▶ What needs to be done: Reproduce the listing exactly, so that no line differs from the original.

========================================

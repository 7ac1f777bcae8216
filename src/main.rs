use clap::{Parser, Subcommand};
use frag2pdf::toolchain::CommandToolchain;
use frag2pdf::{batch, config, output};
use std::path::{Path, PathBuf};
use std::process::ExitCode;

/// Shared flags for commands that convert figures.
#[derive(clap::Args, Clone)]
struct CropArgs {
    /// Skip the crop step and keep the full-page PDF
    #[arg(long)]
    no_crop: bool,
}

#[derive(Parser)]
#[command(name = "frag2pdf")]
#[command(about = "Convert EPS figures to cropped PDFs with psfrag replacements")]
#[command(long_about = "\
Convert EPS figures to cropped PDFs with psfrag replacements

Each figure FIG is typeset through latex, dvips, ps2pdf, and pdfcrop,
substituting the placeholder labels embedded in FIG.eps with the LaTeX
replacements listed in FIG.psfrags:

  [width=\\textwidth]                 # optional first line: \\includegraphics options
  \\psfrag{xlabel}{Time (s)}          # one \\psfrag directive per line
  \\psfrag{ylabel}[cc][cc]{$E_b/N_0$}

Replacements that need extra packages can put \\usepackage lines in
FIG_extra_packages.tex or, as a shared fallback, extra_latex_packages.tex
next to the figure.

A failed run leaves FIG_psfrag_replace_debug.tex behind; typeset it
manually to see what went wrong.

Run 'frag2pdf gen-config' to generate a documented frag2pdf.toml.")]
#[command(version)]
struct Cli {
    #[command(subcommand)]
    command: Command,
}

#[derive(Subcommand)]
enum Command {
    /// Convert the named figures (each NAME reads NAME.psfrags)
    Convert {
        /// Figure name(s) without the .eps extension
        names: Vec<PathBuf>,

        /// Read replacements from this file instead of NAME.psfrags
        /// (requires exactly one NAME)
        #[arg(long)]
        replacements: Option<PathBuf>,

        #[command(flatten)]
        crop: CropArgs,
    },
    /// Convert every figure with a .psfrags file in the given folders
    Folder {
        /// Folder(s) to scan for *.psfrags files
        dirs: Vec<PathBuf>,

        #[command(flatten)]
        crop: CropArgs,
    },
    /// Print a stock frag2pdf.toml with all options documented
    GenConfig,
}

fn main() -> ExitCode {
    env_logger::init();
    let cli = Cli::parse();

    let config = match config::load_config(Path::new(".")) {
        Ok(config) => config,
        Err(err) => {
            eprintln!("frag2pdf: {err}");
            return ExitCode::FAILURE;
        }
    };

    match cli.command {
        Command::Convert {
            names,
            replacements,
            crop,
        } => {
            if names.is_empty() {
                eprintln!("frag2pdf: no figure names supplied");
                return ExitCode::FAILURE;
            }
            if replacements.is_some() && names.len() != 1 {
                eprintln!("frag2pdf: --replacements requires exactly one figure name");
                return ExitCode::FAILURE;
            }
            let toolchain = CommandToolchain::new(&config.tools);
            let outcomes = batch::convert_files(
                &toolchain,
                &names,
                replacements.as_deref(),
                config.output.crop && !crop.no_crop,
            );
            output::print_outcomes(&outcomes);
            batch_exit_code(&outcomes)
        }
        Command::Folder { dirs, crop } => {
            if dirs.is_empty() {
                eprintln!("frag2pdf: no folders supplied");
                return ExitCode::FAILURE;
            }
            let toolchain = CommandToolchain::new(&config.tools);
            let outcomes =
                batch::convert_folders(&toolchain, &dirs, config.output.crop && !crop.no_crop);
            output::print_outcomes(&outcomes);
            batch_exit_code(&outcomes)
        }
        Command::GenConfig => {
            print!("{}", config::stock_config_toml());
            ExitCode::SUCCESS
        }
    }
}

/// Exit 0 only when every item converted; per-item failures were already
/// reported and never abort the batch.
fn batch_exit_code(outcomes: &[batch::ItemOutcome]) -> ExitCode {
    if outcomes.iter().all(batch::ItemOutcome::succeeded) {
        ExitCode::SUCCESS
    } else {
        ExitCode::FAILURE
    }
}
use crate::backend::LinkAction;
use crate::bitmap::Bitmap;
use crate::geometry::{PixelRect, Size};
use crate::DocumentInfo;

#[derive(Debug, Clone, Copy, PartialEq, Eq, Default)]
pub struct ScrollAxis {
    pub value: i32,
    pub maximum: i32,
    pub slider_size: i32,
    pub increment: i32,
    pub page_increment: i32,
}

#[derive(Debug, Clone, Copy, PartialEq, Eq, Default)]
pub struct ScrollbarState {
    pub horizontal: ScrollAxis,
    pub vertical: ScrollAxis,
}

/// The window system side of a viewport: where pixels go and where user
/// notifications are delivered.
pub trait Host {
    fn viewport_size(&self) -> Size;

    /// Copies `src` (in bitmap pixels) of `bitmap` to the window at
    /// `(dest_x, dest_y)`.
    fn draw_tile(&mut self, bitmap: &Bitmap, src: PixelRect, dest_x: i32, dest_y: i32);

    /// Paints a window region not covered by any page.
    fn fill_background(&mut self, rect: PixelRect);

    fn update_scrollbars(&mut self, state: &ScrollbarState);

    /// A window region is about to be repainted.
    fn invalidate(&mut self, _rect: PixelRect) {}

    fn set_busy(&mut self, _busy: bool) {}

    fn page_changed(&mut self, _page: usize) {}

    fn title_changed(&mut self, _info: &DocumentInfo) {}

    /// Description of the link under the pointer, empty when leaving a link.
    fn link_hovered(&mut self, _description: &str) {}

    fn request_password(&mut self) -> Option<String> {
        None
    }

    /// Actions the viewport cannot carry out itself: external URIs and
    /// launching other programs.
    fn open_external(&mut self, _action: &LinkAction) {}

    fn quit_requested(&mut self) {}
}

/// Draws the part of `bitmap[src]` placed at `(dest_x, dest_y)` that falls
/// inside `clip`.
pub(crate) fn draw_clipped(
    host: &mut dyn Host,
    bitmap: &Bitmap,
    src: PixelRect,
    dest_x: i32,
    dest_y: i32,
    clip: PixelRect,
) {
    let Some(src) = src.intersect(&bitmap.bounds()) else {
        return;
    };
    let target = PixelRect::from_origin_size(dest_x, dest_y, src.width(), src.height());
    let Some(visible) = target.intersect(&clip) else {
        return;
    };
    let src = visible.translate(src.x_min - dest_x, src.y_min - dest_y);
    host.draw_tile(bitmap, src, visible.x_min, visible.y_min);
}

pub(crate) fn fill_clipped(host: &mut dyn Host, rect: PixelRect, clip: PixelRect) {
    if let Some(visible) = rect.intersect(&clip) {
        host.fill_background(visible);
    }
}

========================================

▶ Answer below:
repository 7ac1f777bcae8216
filename src/main.rs
use clap::{Parser, Subcommand};
use frag2pdf::toolchain::CommandToolchain;
use frag2pdf::{batch, config, output};
use std::path::{Path, PathBuf};
use std::process::ExitCode;

/// Shared flags for commands that convert figures.
#[derive(clap::Args, Clone)]
struct CropArgs {
    /// Skip the crop step and keep the full-page PDF
    #[arg(long)]
    no_crop: bool,
}

#[derive(Parser)]
#[command(name = "frag2pdf")]
#[command(about = "Convert EPS figures to cropped PDFs with psfrag replacements")]
#[command(long_about = "\
Convert EPS figures to cropped PDFs with psfrag replacements

Each figure FIG is typeset through latex, dvips, ps2pdf, and pdfcrop,
substituting the placeholder labels embedded in FIG.eps with the LaTeX
replacements listed in FIG.psfrags:

  [width=\\textwidth]                 # optional first line: \\includegraphics options
  \\psfrag{xlabel}{Time (s)}          # one \\psfrag directive per line
  \\psfrag{ylabel}[cc][cc]{$E_b/N_0$}

Replacements that need extra packages can put \\usepackage lines in
FIG_extra_packages.tex or, as a shared fallback, extra_latex_packages.tex
next to the figure.

A failed run leaves FIG_psfrag_replace_debug.tex behind; typeset it
manually to see what went wrong.

Run 'frag2pdf gen-config' to generate a documented frag2pdf.toml.")]
#[command(version)]
struct Cli {
    #[command(subcommand)]
    command: Command,
}

#[derive(Subcommand)]
enum Command {
    /// Convert the named figures (each NAME reads NAME.psfrags)
    Convert {
        /// Figure name(s) without the .eps extension
        names: Vec<PathBuf>,

        /// Read replacements from this file instead of NAME.psfrags
        /// (requires exactly one NAME)
        #[arg(long)]
        replacements: Option<PathBuf>,

        #[command(flatten)]
        crop: CropArgs,
    },
    /// Convert every figure with a .psfrags file in the given folders
    Folder {
        /// Folder(s) to scan for *.psfrags files
        dirs: Vec<PathBuf>,

        #[command(flatten)]
        crop: CropArgs,
    },
    /// Print a stock frag2pdf.toml with all options documented
    GenConfig,
}

fn main() -> ExitCode {
    env_logger::init();
    let cli = Cli::parse();

    let config = match config::load_config(Path::new(".")) {
        Ok(config) => config,
        Err(err) => {
            eprintln!("frag2pdf: {err}");
            return ExitCode::FAILURE;
        }
    };

    match cli.command {
        Command::Convert {
            names,
            replacements,
            crop,
        } => {
            if names.is_empty() {
                eprintln!("frag2pdf: no figure names supplied");
                return ExitCode::FAILURE;
            }
            if replacements.is_some() && names.len() != 1 {
                eprintln!("frag2pdf: --replacements requires exactly one figure name");
                return ExitCode::FAILURE;
            }
            let toolchain = CommandToolchain::new(&config.tools);
            let outcomes = batch::convert_files(
                &toolchain,
                &names,
                replacements.as_deref(),
                config.output.crop && !crop.no_crop,
            );
            output::print_outcomes(&outcomes);
            batch_exit_code(&outcomes)
        }
        Command::Folder { dirs, crop } => {
            if dirs.is_empty() {
                eprintln!("frag2pdf: no folders supplied");
                return ExitCode::FAILURE;
            }
            let toolchain = CommandToolchain::new(&config.tools);
            let outcomes =
                batch::convert_folders(&toolchain, &dirs, config.output.crop && !crop.no_crop);
            output::print_outcomes(&outcomes);
            batch_exit_code(&outcomes)
        }
        Command::GenConfig => {
            print!("{}", config::stock_config_toml());
            ExitCode::SUCCESS
        }
    }
}

/// Exit 0 only when every item converted; per-item failures were already
/// reported and never abort the batch.
fn batch_exit_code(outcomes: &[batch::ItemOutcome]) -> ExitCode {
    if outcomes.iter().all(batch::ItemOutcome::succeeded) {
        ExitCode::SUCCESS
    } else {
        ExitCode::FAILURE
    }
}
use crate::backend::LinkAction;
use crate::bitmap::Bitmap;
use crate::geometry::{PixelRect, Size};
use crate::DocumentInfo;

#[derive(Debug, Clone, Copy, PartialEq, Eq, Default)]
pub struct ScrollAxis {
    pub value: i32,
    pub maximum: i32,
    pub slider_size: i32,
    pub increment: i32,
    pub page_increment: i32,
}

#[derive(Debug, Clone, Copy, PartialEq, Eq, Default)]
pub struct ScrollbarState {
    pub horizontal: ScrollAxis,
    pub vertical: ScrollAxis,
}

/// The window system side of a viewport: where pixels go and where user
/// notifications are delivered.
pub trait Host {
    fn viewport_size(&self) -> Size;

    /// Copies `src` (in bitmap pixels) of `bitmap` to the window at
    /// `(dest_x, dest_y)`.
    fn draw_tile(&mut self, bitmap: &Bitmap, src: PixelRect, dest_x: i32, dest_y: i32);

    /// Paints a window region not covered by any page.
    fn fill_background(&mut self, rect: PixelRect);

    fn update_scrollbars(&mut self, state: &ScrollbarState);

    /// A window region is about to be repainted.
    fn invalidate(&mut self, _rect: PixelRect) {}

    fn set_busy(&mut self, _busy: bool) {}

    fn page_changed(&mut self, _page: usize) {}

    fn title_changed(&mut self, _info: &DocumentInfo) {}

    /// Description of the link under the pointer, empty when leaving a link.
    fn link_hovered(&mut self, _description: &str) {}

    fn request_password(&mut self) -> Option<String> {
        None
    }

    /// Actions the viewport cannot carry out itself: external URIs and
    /// launching other programs.
    fn open_external(&mut self, _action: &LinkAction) {}

    fn quit_requested(&mut self) {}
}

/// Draws the part of `bitmap[src]` placed at `(dest_x, dest_y)` that falls
/// inside `clip`.
pub(crate) fn draw_clipped(
    host: &mut dyn Host,
    bitmap: &Bitmap,
    src: PixelRect,
    dest_x: i32,
    dest_y: i32,
    clip: PixelRect,
) {
    let Some(src) = src.intersect(&bitmap.bounds()) else {
        return;
    };
    let target = PixelRect::from_origin_size(dest_x, dest_y, src.width(), src.height());
    let Some(visible) = target.intersect(&clip) else {
        return;
    };
    let src = visible.translate(src.x_min - dest_x, src.y_min - dest_y);
    host.draw_tile(bitmap, src, visible.x_min, visible.y_min);
}

pub(crate) fn fill_clipped(host: &mut dyn Host, rect: PixelRect, clip: PixelRect) {
    if let Some(visible) = rect.intersect(&clip) {
        host.fill_background(visible);
    }
}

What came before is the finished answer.